Une œuvre de Pierre Soulages, ayant appartenu au poète et ancien président du Sénégal Léopold Sédar Senghor sera vendue aux enchères samedi à Caen. Un tableau estimé entre 800 000 et 1 million d’euros.
C'est un tableau qui dormait à Verson dans la demeure des époux Senghor. Il était la petite madeleine du président Sénégalais. Il l'avait acquis quand il a épousé sa muse normande, Colette.
Colette Senghor s'est éteinte, à l'automne 2019, dix-huit ans après son mari. Alors que la succession affronte les aléas de la crise sanitaire et que leur maison n’est toujours pas vendue, le tableau de Pierre Soulages va donc être mis aux enchères, en distanciel, après inscription sur le site de Caen Enchères.
"Solène Lainé et Jean Rivola, commissaires-priseurs vendront aux enchères le 23 janvier 2021, l’œuvre titrée Peinture 81 x 60 cm, 3 décembre 1956, choisie et acquise par Léopold Sédar Senghor dans l’atelier de l’artiste en décembre 1956", explique Caen Enchères.

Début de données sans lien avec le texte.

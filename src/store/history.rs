//! Deal-history query (§4.H `query_bid_statistics_and_deals`), grounded on
//! `examples/original_source/sniffer/pigeon_pids_query/pigeon_bis_query.py`'s
//! use of a bid-history lookup by user code, with the eight-aggregate
//! statistics shape specified fresh from SPEC_FULL.md §4.H prose (no
//! retrieved original implementation computes these aggregates).

use std::collections::HashMap;

use serde::Deserialize;
use sqlx::MySqlPool;

use crate::error::StoreError;
use crate::models::domain::HistoryRow;

const DEFAULT_CHUNK_SIZE: usize = 100;
const DEFAULT_WHITELIST: &[&str] = &["completed", "settled"];

#[derive(Debug, Clone, Default, Deserialize)]
pub struct BidStatistics {
    pub deal_count: i64,
    pub total_price: f64,
    pub highest_price: Option<f64>,
    pub second_highest_price: Option<f64>,
    pub deal_count_all: i64,
    pub total_price_all: f64,
    pub highest_price_all: Option<f64>,
    pub second_highest_price_all: Option<f64>,
}

#[derive(sqlx::FromRow)]
struct DealRow {
    matcher_name: Option<String>,
    name: Option<String>,
    foot_ring: Option<String>,
    quote: Option<f64>,
    auction_id: Option<i64>,
    status_name: Option<String>,
    user_code: String,
}

/// Folds one quote into the running top-two, without a sort.
fn fold_top_two(highest: &mut Option<f64>, second: &mut Option<f64>, quote: f64) {
    match *highest {
        None => *highest = Some(quote),
        Some(h) if quote >= h => {
            *second = Some(h);
            *highest = Some(quote);
        }
        Some(h) => {
            if quote < h && second.map(|s| quote > s).unwrap_or(true) {
                *second = Some(quote);
            }
        }
    }
}

fn chunked(items: &[String], size: usize) -> impl Iterator<Item = &[String]> {
    items.chunks(size.max(1))
}

/// Returns `(statistics, deals)` keyed by `user_code`. `deals[code]` is sorted
/// by `quote DESC`; `statistics[code]` carries the eight aggregates described
/// in SPEC_FULL.md §4.H, the current-auction ones restricted to `auction_id`.
pub async fn query_bid_statistics_and_deals(
    pool: &MySqlPool,
    user_codes: &[String],
    auction_id: i64,
    status_whitelist: Option<&[&str]>,
    chunk_size: Option<usize>,
) -> Result<(HashMap<String, BidStatistics>, HashMap<String, Vec<HistoryRow>>), StoreError> {
    let whitelist = status_whitelist.unwrap_or(DEFAULT_WHITELIST);
    let mut deals: HashMap<String, Vec<HistoryRow>> = HashMap::new();
    let mut raw_quotes: HashMap<String, Vec<(i64, f64)>> = HashMap::new();

    for chunk in chunked(user_codes, chunk_size.unwrap_or(DEFAULT_CHUNK_SIZE)) {
        if chunk.is_empty() {
            continue;
        }
        let code_placeholders = chunk.iter().map(|_| "?").collect::<Vec<_>>().join(",");
        let status_placeholders = whitelist.iter().map(|_| "?").collect::<Vec<_>>().join(",");
        let sql = format!(
            "SELECT p.matcher_name, p.name, p.foot_ring, b.quote, b.auction_id, \
             b.status AS status_name, b.user_code \
             FROM bid_records b JOIN pigeons p ON b.pigeon_id = p.id \
             WHERE b.user_code IN ({code_placeholders}) AND b.status IN ({status_placeholders}) \
             ORDER BY b.quote DESC"
        );
        let mut query = sqlx::query_as::<_, DealRow>(&sql);
        for code in chunk {
            query = query.bind(code);
        }
        for status in whitelist {
            query = query.bind(*status);
        }
        let rows = query.fetch_all(pool).await?;
        for row in rows {
            let quote = row.quote.unwrap_or(0.0);
            raw_quotes
                .entry(row.user_code.clone())
                .or_default()
                .push((row.auction_id.unwrap_or(0), quote));
            deals.entry(row.user_code.clone()).or_default().push(HistoryRow {
                matcher_name: row.matcher_name,
                name: row.name,
                foot_ring: row.foot_ring,
                quote: row.quote,
                auction_id: row.auction_id,
                status_name: row.status_name,
                match_score: 0.0,
                match_exact: false,
                match_hit: false,
                match_spans: Vec::new(),
                agg_count: 0,
                agg_total: 0.0,
            });
        }
    }

    let mut statistics = HashMap::new();
    for (code, quotes) in &raw_quotes {
        let mut stats = BidStatistics::default();
        for (qid, quote) in quotes {
            stats.deal_count_all += 1;
            stats.total_price_all += quote;
            fold_top_two(&mut stats.highest_price_all, &mut stats.second_highest_price_all, *quote);
            if *qid == auction_id {
                stats.deal_count += 1;
                stats.total_price += quote;
                fold_top_two(&mut stats.highest_price, &mut stats.second_highest_price, *quote);
            }
        }
        statistics.insert(code.clone(), stats);
    }

    Ok((statistics, deals))
}

#[cfg(test)]
mod tests {
    use super::*;

    #[test]
    fn top_two_folds_without_sorting() {
        let mut highest = None;
        let mut second = None;
        for q in [30.0, 10.0, 50.0, 20.0, 50.0] {
            fold_top_two(&mut highest, &mut second, q);
        }
        assert_eq!(highest, Some(50.0));
        assert_eq!(second, Some(50.0));
    }

    #[test]
    fn top_two_with_single_value() {
        let mut highest = None;
        let mut second = None;
        fold_top_two(&mut highest, &mut second, 42.0);
        assert_eq!(highest, Some(42.0));
        assert_eq!(second, None);
    }
}
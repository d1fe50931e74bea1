//! Ambient HTTP middleware.
//!
//! Request logging with latency tracking, applied to every route the
//! binary serves.

pub mod logging;

pub use logging::{request_logging, request_logging_simple};
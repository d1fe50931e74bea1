//! End-to-end literal-input scenarios, independent of any running database.

use std::time::Duration;

use pigeon_pulse::decoder::mqtt::encode_publish;
use pigeon_pulse::decoder::{decode, DecoderConfig, RawFrame, RawFrameData};
use pigeon_pulse::enrich::rank::rank_history;
use pigeon_pulse::models::domain::{Event, EventKind, HistoryRow};
use pigeon_pulse::orchestrator::debounce::Debouncer;
use pigeon_pulse::snapshot::SnapshotBus;

fn history_row(matcher: &str) -> HistoryRow {
    HistoryRow {
        matcher_name: Some(matcher.to_string()),
        name: None,
        foot_ring: None,
        quote: Some(1000.0),
        auction_id: None,
        status_name: None,
        match_score: 0.0,
        match_exact: false,
        match_hit: false,
        match_spans: Vec::new(),
        agg_count: 0,
        agg_total: 0.0,
    }
}

#[test]
fn scenario_heartbeat_drop() {
    let cfg = DecoderConfig::default();
    for byte0 in [0xC0u8, 0xD0u8] {
        let frame = RawFrame {
            url: "ws://x".into(),
            data: RawFrameData::Binary(vec![byte0, 0x00]),
        };
        assert!(decode(&frame, &cfg).is_none());
    }
}

#[test]
fn scenario_publish_decode() {
    let cfg = DecoderConfig::default();
    let raw = encode_publish(
        "pigeon/auctions/245/pigeons/187099",
        br#"{"bidid":1}"#,
        0,
    );
    let frame = RawFrame {
        url: "ws://x".into(),
        data: RawFrameData::Binary(raw),
    };
    let event: Event = decode(&frame, &cfg).expect("publish frame should decode");
    assert_eq!(event.kind, EventKind::MqttPublish);
    assert_eq!(
        event.topic.as_deref(),
        Some("pigeon/auctions/245/pigeons/187099")
    );
    assert_eq!(event.payload_preview.as_deref(), Some(r#"{"bidid":1}"#));
}

#[test]
fn scenario_ranking_orders_by_similarity_to_consignor() {
    let mut rows = vec![
        history_row("Li Ming"),
        history_row("li  ming"),
        history_row("Liu Ming"),
        history_row("Zhang"),
    ];

    rank_history(&mut rows, "Li Ming", 0.8);

    let order: Vec<&str> = rows
        .iter()
        .map(|r| r.matcher_name.as_deref().unwrap())
        .collect();
    assert_eq!(order, vec!["Li Ming", "li  ming", "Liu Ming", "Zhang"]);
    assert!(rows[0].match_exact);
}

#[tokio::test(start_paused = true)]
async fn scenario_debounce_drops_rapid_repeats_but_allows_after_cooldown() {
    let debouncer = Debouncer::new(Duration::from_secs(2));
    let pid = 187099;

    assert!(debouncer.should_run(pid));
    tokio::time::advance(Duration::from_millis(500)).await;
    assert!(!debouncer.should_run(pid));

    tokio::time::advance(Duration::from_millis(2_600)).await;
    assert!(debouncer.should_run(pid));
}

#[tokio::test(start_paused = true)]
async fn scenario_sse_keep_alive_with_no_publishes() {
    let bus = SnapshotBus::new();
    let mut rx = bus.subscribe();

    let first = SnapshotBus::wait_update(&mut rx, Duration::from_secs(16)).await;
    assert!(first.is_none(), "no publish occurred, wait_update should time out");
}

Une oeuvre qualifiée "historique" vendue dans le cadre de la succession de Colette Senghor. Le tableau est estimé entre 800.000 et 1.000.000 d'euros.
Pierre Soulages a une cote mais là nous avons aussi la provenance : celle de la collection de Léopold Sédar Senghor qui bien évidement ajoute une plus-value subjective mais importante à cette œuvre.
Cette oeuvre est aussi le reflet d'une histoire en noir et blanc, celle d'une forte admiration réciproque entre deux grands monuments de l'art d'après guerre. L'un maniait le verbe, l'autre le pinceau. Senghor aimait faire le parallèle entre leurs deux disciplines. Pour lui, l'une et l'autre avaient un dénominateur commun : le bras.
La première fois que je vis un tableau de Pierre Soulages ce fut un choc. Je reçus au creux de l’estomac un coup qui me fit vaciller, comme le boxeur touché qui soudain s’abîme. C’est exactement la sensation que j’ai éprouvé à la première vue d’un masque « Dan ». Ce n’est pas un hasard, les peintures de Soulages me rappellent toujours les peintures, voire les sculptures négro-africaines. C’est le même mépris de toute vaine élégance, la même évidence qui s’impose, la même saisie du spectateur à la racine de la vie.
Peinture 81 x 60 cm, 3 décembre 1956
Intitulé « Peinture 81 x 60 cm, 3 décembre 1956 », ce tableau a été acheté par le poète peu de temps avant son mariage avec Colette, elle était déjà à ses côtés. Ils sont allés le chercher dans l'atelier du peintre.
L’œuvre est caractéristique du travail de Pierre Soulages dans les années 50, avant qu'il passe à l'outrenoir, cet univers imaginé par l’artiste en 1979 lorsqu'il a pris le virage du noir complet. Dans ces larges aplats verticaux et horizontaux, une peinture totalement abstraite, Léopold Sédar Senghor y voyait un oeuvre fondamentale
« Soulages est incontestablement un de nos grands peintres classiques », écrit-il dans la revue des Lettres Nouvelles en 1958. « On sent à travers ses tableaux, un tempérament riche et généreux, un homme du XXe siècle, qui porte en lui le sens tragique de notre destin.»
Ce tableau a quitté le domicile du président Sénégalais pour de rares occasions notamment pour l'exposition Soulages de 1974 au Musée Dynamique à Dakar où il qualifia le peintre de" poète des temps nouveaux".
Peu de chance que ce tableau reste en Normandie, des acheteurs potentiels étrangers se sont déjà manifestés venant de Suisse et d'Allemagne. Aujourd’hui âgé de 101 ans, le peintre français voit le prix de ses toiles s’envoler. Il y a deux ans, à Paris, l’une d’elles a atteint les 9.6 millions d’euros.